→ TASK TO COMPLETE
Look in the data below for the line that contains "pub mod core;". Copy that line and the remaining lines exactly.

→ Records from a collection
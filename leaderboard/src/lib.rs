//! Live leaderboard engine for endurance races.
//!
//! A [`core::poll_scheduler::PollScheduler`] polls a participant registry and a timing feed,
//! groups every participant into a race category, ranks each category and publishes the result
//! as an immutable [`post::ranked_view::RankedView`]. The published view can be exported as CSV
//! with [`post::export`].
pub mod core;
pub mod error;
pub mod interfaces;
pub mod post;
pub mod pre;

pub use crate::error::LeaderboardError;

→ ANSWER TO THIS EXERCISE
pub mod core;
pub mod error;
pub mod interfaces;
pub mod post;
pub mod pre;

pub use crate::error::LeaderboardError;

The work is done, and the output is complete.